During Alastair Campbell’s heyday at No.10, I never quite got hold of the slippery business of triangulation.
Better late than never, though. This week, I reckon I’ve found an example.
Here’s David Newell, director of the Newspaper Society, talking to Press Gazette yesterday about the BBC Trust’s “public value inquiry” into the Corporation’s plans to expand local video news provision:
‘The BBC Trust cannot be the chief cheerleader for the BBC, encouraging it to extend local services out of more and more taxpayers’ money, at the same time as being the independent regulator determining the public value of those services and their impact on local media.”
(Chief cheerleader? That’ll be a reference to negative comments about the regional press from Sir Michael Lyons, chairman of the BBC Trust earlier this month).

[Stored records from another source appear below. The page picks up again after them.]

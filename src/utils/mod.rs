use chrono::{DateTime, NaiveDate, SecondsFormat, Utc};
use sha2::{Digest, Sha256};

/// Hex SHA-256 of the file content. This is the content-addressed primary
/// key, so it must be stable across upload and re-derivation at ingest time.
pub fn sha256_hex(data: &[u8]) -> String {
    let mut hasher = Sha256::new();
    hasher.update(data);
    format!("{:x}", hasher.finalize())
}

/// ISO-8601 UTC timestamp with microsecond precision, e.g.
/// `2024-01-01T12:00:00.123456Z`.
pub fn iso_timestamp(now: DateTime<Utc>) -> String {
    now.to_rfc3339_opts(SecondsFormat::Micros, true)
}

/// Lenient ISO-8601 parsing for query bounds and stored timestamps:
/// full RFC 3339 first, then a bare date taken as midnight UTC.
pub fn parse_iso_datetime(value: &str) -> Option<DateTime<Utc>> {
    if let Ok(dt) = DateTime::parse_from_rfc3339(value) {
        return Some(dt.with_timezone(&Utc));
    }
    NaiveDate::parse_from_str(value, "%Y-%m-%d")
        .ok()
        .and_then(|d| d.and_hms_opt(0, 0, 0))
        .map(|ndt| ndt.and_utc())
}
use axum::{
    http::StatusCode,
    response::{IntoResponse, Json, Response},
};
use serde_json::json;

#[derive(Debug, Clone, PartialEq)]
pub enum AppError {
    NotFound(String),
    BadRequest(String),
    InternalServerError(String),
}

impl AppError {
    pub fn message(&self) -> &str {
        match self {
            AppError::NotFound(msg) => msg,
            AppError::BadRequest(msg) => msg,
            AppError::InternalServerError(msg) => msg,
        }
    }
}

impl std::fmt::Display for AppError {
    fn fmt(&self, f: &mut std::fmt::Formatter<'_>) -> std::fmt::Result {
        write!(f, "{}", self.message())
    }
}

impl IntoResponse for AppError {
    fn into_response(self) -> Response {
        let (status, error_message) = match self {
            AppError::NotFound(msg) => (StatusCode::NOT_FOUND, msg),
            AppError::BadRequest(msg) => (StatusCode::BAD_REQUEST, msg),
            AppError::InternalServerError(msg) => {
                eprintln!("Internal server error: {}", msg);
                // Error bodies carry the raw message; redaction is out of scope.
                (StatusCode::INTERNAL_SERVER_ERROR, msg)
            }
        };

        let body = Json(json!({
            "error": error_message,
        }));

        (status, body).into_response()
    }
}
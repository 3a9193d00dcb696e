use axum::response::Json;
use serde::Serialize;

#[derive(Serialize, utoipa::ToSchema)]
pub struct RootResponse {
    pub service: String,
    pub status: String,
    pub endpoints: Vec<String>,
}

#[utoipa::path(
    get,
    path = "/",
    responses(
        (status = 200, description = "Service info", body = RootResponse)
    ),
    tag = "General"
)]
pub async fn root() -> Json<RootResponse> {
    Json(RootResponse {
        service: "file-ingestor".to_string(),
        status: "healthy".to_string(),
        endpoints: vec![
            "POST /files".to_string(),
            "GET /files".to_string(),
            "GET /files/{id}".to_string(),
            "POST /events/storage".to_string(),
        ],
    })
}
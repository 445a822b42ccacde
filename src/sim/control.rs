//! Paddle controllers
//!
//! The Player paddle follows the pointer; the AI paddle chases the ball at a
//! fixed speed with a dead zone, so it lags and can be beaten.

use rand::{Rng, SeedableRng};
use rand_pcg::Pcg32;

use super::state::{Ball, Paddle};
use crate::consts::{AI_DEAD_ZONE, FIELD_HEIGHT, PADDLE_SPEED};

/// Center `paddle` on the pointer's vertical coordinate
pub fn follow_pointer(paddle: &mut Paddle, pointer_y: f32) {
    paddle.set_y(pointer_y - paddle.height / 2.0);
}

/// One frame of the AI tracking policy
pub fn track_ball(paddle: &mut Paddle, ball_y: f32) {
    let center = paddle.center_y();
    if center < ball_y - AI_DEAD_ZONE {
        paddle.set_y(paddle.y + PADDLE_SPEED);
    } else if center > ball_y + AI_DEAD_ZONE {
        paddle.set_y(paddle.y - PADDLE_SPEED);
    }
}

/// Largest aiming mistake of the autopilot, in field units
///
/// Half a paddle plus the ball radius is 60, so a good share of returns miss.
pub const AUTOPILOT_MAX_ERROR: f32 = 110.0;

/// Scripted stand-in for a human pointer, used by the headless runner
///
/// Eases toward the ball while it approaches and drifts back to mid-field
/// while it travels away. Each time the ball turns toward it, the pilot draws
/// a fresh aiming error from its own seeded RNG, so a match always ends and
/// replays identically for the same seed.
#[derive(Debug, Clone)]
pub struct Autopilot {
    /// Current pointer height
    pub pointer_y: f32,
    /// Fraction of the remaining distance covered each frame (0-1)
    pub gain: f32,
    /// Bound on the per-return aiming error
    pub max_error: f32,
    aim_error: f32,
    incoming: bool,
    rng: Pcg32,
}

impl Autopilot {
    pub fn new(seed: u64) -> Self {
        Self {
            pointer_y: FIELD_HEIGHT / 2.0,
            gain: 0.12,
            max_error: AUTOPILOT_MAX_ERROR,
            aim_error: 0.0,
            incoming: false,
            rng: Pcg32::seed_from_u64(seed),
        }
    }

    /// Aiming error for the current (or last) incoming ball
    pub fn aim_error(&self) -> f32 {
        self.aim_error
    }

    /// Advance one frame and return the new pointer height
    pub fn next_pointer(&mut self, ball: &Ball) -> f32 {
        let incoming = ball.vel.x < 0.0;
        if incoming && !self.incoming {
            self.aim_error = self.rng.random_range(-self.max_error..=self.max_error);
        }
        self.incoming = incoming;

        let target = if incoming {
            ball.pos.y + self.aim_error
        } else {
            FIELD_HEIGHT / 2.0
        };
        self.pointer_y += (target - self.pointer_y) * self.gain;
        self.pointer_y
    }
}
//! Deterministic simulation module
//!
//! All gameplay logic lives here. This module must be pure and deterministic:
//! - One tick per frame, no wall-clock time
//! - Randomness only through an injected `Rng`
//! - No rendering or platform dependencies

pub mod collision;
pub mod control;
pub mod rect;
pub mod state;
pub mod tick;

pub use collision::{
    ball_rect_overlap, exits_left, exits_right, hits_bottom_wall, hits_top_wall,
};
pub use control::{Autopilot, follow_pointer, track_ball};
pub use rect::Rect;
pub use state::{Ball, MatchEvent, MatchPhase, MatchState, Paddle, Score, Side, spin_velocity};
pub use tick::tick;
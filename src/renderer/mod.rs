//! Rendering module
//!
//! `shapes` builds a display list from the match; `canvas` paints it in the
//! browser.

#[cfg(target_arch = "wasm32")]
pub mod canvas;
pub mod shapes;

pub use shapes::{DrawCmd, GameOverMessage, draw_list, game_over_message};
//! Axis-aligned rectangle geometry for paddles and the net
//!
//! Screen convention: `y` grows downward, so `top() < bottom()`.

use glam::Vec2;
use serde::{Deserialize, Serialize};

/// An axis-aligned rectangle anchored at its top-left corner
#[derive(Debug, Clone, Copy, PartialEq, Serialize, Deserialize)]
pub struct Rect {
    pub x: f32,
    pub y: f32,
    pub width: f32,
    pub height: f32,
}

impl Rect {
    pub fn new(x: f32, y: f32, width: f32, height: f32) -> Self {
        Self {
            x,
            y,
            width,
            height,
        }
    }

    #[inline]
    pub fn left(&self) -> f32 {
        self.x
    }

    #[inline]
    pub fn right(&self) -> f32 {
        self.x + self.width
    }

    #[inline]
    pub fn top(&self) -> f32 {
        self.y
    }

    #[inline]
    pub fn bottom(&self) -> f32 {
        self.y + self.height
    }

    /// Grow the rectangle by `margin` on every side
    pub fn expand(&self, margin: f32) -> Self {
        Self {
            x: self.x - margin,
            y: self.y - margin,
            width: self.width + 2.0 * margin,
            height: self.height + 2.0 * margin,
        }
    }

    /// Strict containment (points on the edge are outside)
    pub fn contains(&self, p: Vec2) -> bool {
        p.x > self.left() && p.x < self.right() && p.y > self.top() && p.y < self.bottom()
    }
}
//! Display list generation for 2D primitives
//!
//! Turns a `MatchState` into painter-ordered draw commands. Pure, so it can
//! be tested without a canvas.

use glam::Vec2;
use serde::Serialize;

use crate::consts::{FIELD_HEIGHT, FIELD_WIDTH};
use crate::sim::{MatchState, Rect, Side};

pub const NET_COLOR: &str = "#888";
pub const PLAYER_COLOR: &str = "#0f8";
pub const AI_COLOR: &str = "#f44";
pub const FOREGROUND: &str = "#fff";

/// Net dash geometry
const NET_DASH_WIDTH: f32 = 4.0;
const NET_DASH_HEIGHT: f32 = 20.0;
const NET_DASH_START: f32 = 10.0;
const NET_DASH_SPACING: f32 = 30.0;

/// Score text size and baseline
pub const SCORE_FONT_SIZE: f32 = 44.0;
const SCORE_BASELINE: f32 = 60.0;

/// A single drawing primitive
#[derive(Debug, Clone, PartialEq, Serialize)]
pub enum DrawCmd {
    /// Wipe the whole surface
    Clear { width: f32, height: f32 },
    /// Filled rectangle
    Rect { rect: Rect, color: &'static str },
    /// Filled circle
    Circle {
        center: Vec2,
        radius: f32,
        color: &'static str,
    },
    /// Horizontally centered text; `pos` is the baseline center
    Text {
        text: String,
        pos: Vec2,
        size: f32,
        color: &'static str,
    },
}

/// Dashes of the center net, top to bottom
pub fn net_dashes() -> Vec<Rect> {
    let x = FIELD_WIDTH / 2.0 - NET_DASH_WIDTH / 2.0;
    let mut dashes = Vec::new();
    let mut y = NET_DASH_START;
    while y < FIELD_HEIGHT {
        dashes.push(Rect::new(x, y, NET_DASH_WIDTH, NET_DASH_HEIGHT));
        y += NET_DASH_SPACING;
    }
    dashes
}

pub fn paddle_color(side: Side) -> &'static str {
    match side {
        Side::Player => PLAYER_COLOR,
        Side::Ai => AI_COLOR,
    }
}

/// Build the frame for `state`
///
/// Order: clear, net, Player paddle, AI paddle, ball, scores.
pub fn draw_list(state: &MatchState) -> Vec<DrawCmd> {
    let mut cmds = vec![DrawCmd::Clear {
        width: FIELD_WIDTH,
        height: FIELD_HEIGHT,
    }];

    cmds.extend(net_dashes().into_iter().map(|rect| DrawCmd::Rect {
        rect,
        color: NET_COLOR,
    }));

    for side in [Side::Player, Side::Ai] {
        cmds.push(DrawCmd::Rect {
            rect: state.paddle(side).rect(),
            color: paddle_color(side),
        });
    }

    cmds.push(DrawCmd::Circle {
        center: state.ball.pos,
        radius: state.ball.radius,
        color: FOREGROUND,
    });

    for (score, x) in [
        (state.score.player, FIELD_WIDTH / 4.0),
        (state.score.ai, FIELD_WIDTH * 3.0 / 4.0),
    ] {
        cmds.push(DrawCmd::Text {
            text: score.to_string(),
            pos: Vec2::new(x, SCORE_BASELINE),
            size: SCORE_FONT_SIZE,
            color: FOREGROUND,
        });
    }

    cmds
}

/// Text shown when the match ends
#[derive(Debug, Clone, Copy, PartialEq, Eq, Serialize)]
pub struct GameOverMessage {
    pub icon: &'static str,
    pub headline: &'static str,
    pub hint: &'static str,
}

pub fn game_over_message(winner: Side) -> GameOverMessage {
    match winner {
        Side::Player => GameOverMessage {
            icon: "🎉",
            headline: "Game Over! You Win!",
            hint: "Refresh to play again.",
        },
        Side::Ai => GameOverMessage {
            icon: "😢",
            headline: "Game Over! AI Wins!",
            hint: "Refresh to try again.",
        },
    }
}

#[cfg(test)]
mod tests {
    use super::*;
    use crate::sim::Score;
    use rand::SeedableRng;
    use rand_pcg::Pcg32;

    fn state() -> MatchState {
        let mut rng = Pcg32::seed_from_u64(10);
        MatchState::new(&mut rng)
    }

    #[test]
    fn test_net_dashes() {
        let dashes = net_dashes();
        // y = 10, 40, ..., 490
        assert_eq!(dashes.len(), 17);
        assert_eq!(dashes[0], Rect::new(398.0, 10.0, 4.0, 20.0));
        assert_eq!(dashes[16].y, 490.0);
    }

    #[test]
    fn test_draw_list_order() {
        let state = state();
        let cmds = draw_list(&state);

        assert!(matches!(cmds[0], DrawCmd::Clear { .. }));
        let paddles: Vec<_> = cmds
            .iter()
            .filter_map(|c| match c {
                DrawCmd::Rect { rect, color } if *color != NET_COLOR => Some((*rect, *color)),
                _ => None,
            })
            .collect();
        assert_eq!(
            paddles,
            vec![
                (state.player.rect(), PLAYER_COLOR),
                (state.ai.rect(), AI_COLOR)
            ]
        );

        let circle_idx = cmds
            .iter()
            .position(|c| matches!(c, DrawCmd::Circle { .. }))
            .unwrap();
        assert_eq!(circle_idx, cmds.len() - 3);
    }

    #[test]
    fn test_scores_are_drawn() {
        let mut state = state();
        state.score = Score { player: 3, ai: 5 };
        let texts: Vec<_> = draw_list(&state)
            .into_iter()
            .filter_map(|c| match c {
                DrawCmd::Text { text, pos, .. } => Some((text, pos)),
                _ => None,
            })
            .collect();
        assert_eq!(
            texts,
            vec![
                ("3".to_string(), Vec2::new(200.0, 60.0)),
                ("5".to_string(), Vec2::new(600.0, 60.0)),
            ]
        );
    }

    #[test]
    fn test_game_over_message() {
        assert_eq!(game_over_message(Side::Player).headline, "Game Over! You Win!");
        assert_eq!(game_over_message(Side::Ai).headline, "Game Over! AI Wins!");
    }
}
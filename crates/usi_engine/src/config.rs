//! Engine configuration file (TOML).
//!
//! ```toml
//! [engine]
//! name = "ShogiLLM"
//! author = "ShogiLLM"
//!
//! [policy]
//! mate_horizon = 5
//!
//! [oracle]
//! command = "python3"
//! args = ["serve_model.py", "--checkpoint", "checkpoints/v1"]
//! n_think = 0
//! max_new_tokens = 10
//!
//! [rules]
//! command = "python3"
//! args = ["rules_helper.py"]
//! timeout_ms = 2000
//! ```

use anyhow::{bail, Context, Result};
use bridge::ProcessConfig;
use llm_engine::{LlmConfig, DEFAULT_MAX_NEW_TOKENS};
use serde::{Deserialize, Serialize};
use std::path::Path;
use usi_core::{
    default_options, PolicyConfig, SessionConfig, DEFAULT_MATE_HORIZON, MATE_PLY_RANGE,
    MAX_NEW_TOKENS_RANGE,
};

#[derive(Debug, Clone, Serialize, Deserialize)]
pub struct EngineConfig {
    #[serde(default)]
    pub engine: IdentityConfig,
    #[serde(default)]
    pub policy: PolicySection,
    pub oracle: OracleSection,
    pub rules: ProcessConfig,
}

/// Names announced in the `usi` handshake.
#[derive(Debug, Clone, Serialize, Deserialize)]
#[serde(default)]
pub struct IdentityConfig {
    pub name: String,
    pub author: String,
}

impl Default for IdentityConfig {
    fn default() -> Self {
        Self {
            name: "ShogiLLM".to_string(),
            author: "ShogiLLM".to_string(),
        }
    }
}

#[derive(Debug, Clone, Serialize, Deserialize)]
#[serde(default)]
pub struct PolicySection {
    /// Forced-mate search horizon in plies
    pub mate_horizon: u32,
}

impl Default for PolicySection {
    fn default() -> Self {
        Self {
            mate_horizon: DEFAULT_MATE_HORIZON,
        }
    }
}

#[derive(Debug, Clone, Serialize, Deserialize)]
pub struct OracleSection {
    /// How to launch the model server
    #[serde(flatten)]
    pub process: ProcessConfig,
    #[serde(default)]
    pub n_think: usize,
    #[serde(default = "default_max_new_tokens")]
    pub max_new_tokens: u32,
}

fn default_max_new_tokens() -> u32 {
    DEFAULT_MAX_NEW_TOKENS
}

impl EngineConfig {
    /// Load and validate a config file.
    pub fn load(path: &Path) -> Result<Self> {
        let contents = std::fs::read_to_string(path)
            .with_context(|| format!("Failed to read config {}", path.display()))?;
        let config = Self::from_toml(&contents)
            .with_context(|| format!("Failed to parse config {}", path.display()))?;
        Ok(config)
    }

    pub fn from_toml(contents: &str) -> Result<Self> {
        let config: Self = toml::from_str(contents)?;
        config.validate()?;
        Ok(config)
    }

    pub fn validate(&self) -> Result<()> {
        if !MATE_PLY_RANGE.contains(&self.policy.mate_horizon) {
            bail!(
                "policy.mate_horizon must be within {}..={}, got {}",
                MATE_PLY_RANGE.start(),
                MATE_PLY_RANGE.end(),
                self.policy.mate_horizon
            );
        }
        if !MAX_NEW_TOKENS_RANGE.contains(&self.oracle.max_new_tokens) {
            bail!(
                "oracle.max_new_tokens must be within {}..={}, got {}",
                MAX_NEW_TOKENS_RANGE.start(),
                MAX_NEW_TOKENS_RANGE.end(),
                self.oracle.max_new_tokens
            );
        }
        if self.oracle.process.command.trim().is_empty() {
            bail!("oracle.command must not be empty");
        }
        if self.rules.command.trim().is_empty() {
            bail!("rules.command must not be empty");
        }
        Ok(())
    }

    pub fn llm_config(&self) -> LlmConfig {
        LlmConfig {
            n_think: self.oracle.n_think,
            max_new_tokens: self.oracle.max_new_tokens,
        }
    }

    pub fn session_config(&self) -> SessionConfig {
        SessionConfig {
            engine_name: self.engine.name.clone(),
            engine_author: self.engine.author.clone(),
            policy: PolicyConfig {
                mate_horizon: self.policy.mate_horizon,
            },
            options: default_options(self.policy.mate_horizon, self.oracle.max_new_tokens),
        }
    }
}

Oddly enough, this looks very similar to the petard on which BBC bosses have hoist themselves over the Brand-Ross affair.
In the old days, it would have been the Beeb’s chairman who defended the Corporation amid a controversy. But because Sir Michael has a regulatory role, he couldn’t be seen to do so.
Arguably, this has left the BBC much more exposed than it would have been in the days of Sir Christopher Bland (chairman, 1996-2001) or Marmaduke Hussey (1986-1996).
No doubt the timing of the Newspaper Society’s legal challenge is entirely coincidental. But coming in the wake of the Brand-Ross debacle, it’s a sharp reminder of how enthusiastically the BBC has painted itself into a political corner.
At Daily Mail & General Trust, they could be forgiven for ordering trebles all round.
PS: On this score, Peter Preston spoke a lot of sense over the weekend when he suggested that the “great old corporation we know and ought to appreciate more for its manifold good works needs every friend it can get – and had better get on with finding them before the next damned thing happens”.
He might have added that the BBC’s search for friends needs to bear fruit before the recession starts taking down local newspapers and web start-ups in large numbers.
The Beeb’s strategic decision to expand everywhere and do everything on behalf of everybody has always looked unsustainable. It could yet start to look malevolent.
The odd thing is that the BBC Trust — and Sir Michael Lyons in particular — doesn’t appear to understand what’s required.